▼
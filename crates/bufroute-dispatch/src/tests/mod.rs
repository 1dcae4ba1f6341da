//! Behavioural suites for the dispatch adapter.
impl ResourceState {
    /// Stable snake_case label, as reported over the dispatch protocol.
    #[must_use]
    pub const fn as_str(self) -> &'static str {
        match self {
            Self::Loading => "loading",
            Self::LoadedWritable => "loaded_writable",
            Self::LoadedReadOnly => "loaded_read_only",
            Self::LoadFailed => "load_failed",
            Self::Saving => "saving",
        }
    }

    /// Whether the view holds content produced by its handler.
    #[must_use]
    pub const fn is_loaded(self) -> bool {
        matches!(
            self,
            Self::LoadedWritable | Self::LoadedReadOnly | Self::Saving
        )
    }
}

/// Read-signal binding returned by [`Router::bind_signals`].
#[derive(Debug, Clone, PartialEq, Eq)]
pub struct SignalBinding {
    /// Scheme whose names trigger the signal.
    pub scheme: String,
    /// Operation the host invokes on read.
    pub operation: String,
    /// Host handle for the binding.
    pub handle: SignalHandle,
}

/// Routes resource names to handlers and drives their lifecycle.
///
/// # Example
///
/// ```
/// use bufroute::handler::Handler;
/// use bufroute::name::Params;
/// use bufroute::router::Router;
///
/// let mut router = Router::new("gitui").expect("valid scheme");
/// router.register("status", Handler::new(|_| Ok(vec!["clean".into()])));
///
/// let params: Params = [("id", "123")].into_iter().collect();
/// let name = router.create_name("status", &params, None).expect("name");
/// assert_eq!(name, "gitui://status;id=123");
/// ```
#[derive(Debug)]
pub struct Router {
    scheme: String,
    operations: OperationNames,
    registry: HandlerRegistry,
    states: HashMap<ViewId, ResourceState>,
    binding: Option<SignalBinding>,
}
▲
■ TASK OBJECTIVE
Extract all of the material exactly as it is written.

■ ANSWER FOR THE TASK
filename crates/bufroute-dispatch/src/tests/mod.rs
repository 1dcae4ba1f6341da
//! Behavioural suites for the dispatch adapter.
impl ResourceState {
    /// Stable snake_case label, as reported over the dispatch protocol.
    #[must_use]
    pub const fn as_str(self) -> &'static str {
        match self {
            Self::Loading => "loading",
            Self::LoadedWritable => "loaded_writable",
            Self::LoadedReadOnly => "loaded_read_only",
            Self::LoadFailed => "load_failed",
            Self::Saving => "saving",
        }
    }

    /// Whether the view holds content produced by its handler.
    #[must_use]
    pub const fn is_loaded(self) -> bool {
        matches!(
            self,
            Self::LoadedWritable | Self::LoadedReadOnly | Self::Saving
        )
    }
}

/// Read-signal binding returned by [`Router::bind_signals`].
#[derive(Debug, Clone, PartialEq, Eq)]
pub struct SignalBinding {
    /// Scheme whose names trigger the signal.
    pub scheme: String,
    /// Operation the host invokes on read.
    pub operation: String,
    /// Host handle for the binding.
    pub handle: SignalHandle,
}

/// Routes resource names to handlers and drives their lifecycle.
///
/// # Example
///
/// ```
/// use bufroute::handler::Handler;
/// use bufroute::name::Params;
/// use bufroute::router::Router;
///
/// let mut router = Router::new("gitui").expect("valid scheme");
/// router.register("status", Handler::new(|_| Ok(vec!["clean".into()])));
///
/// let params: Params = [("id", "123")].into_iter().collect();
/// let name = router.create_name("status", &params, None).expect("name");
/// assert_eq!(name, "gitui://status;id=123");
/// ```
#[derive(Debug)]
pub struct Router {
    scheme: String,
    operations: OperationNames,
    registry: HandlerRegistry,
    states: HashMap<ViewId, ResourceState>,
    binding: Option<SignalBinding>,
}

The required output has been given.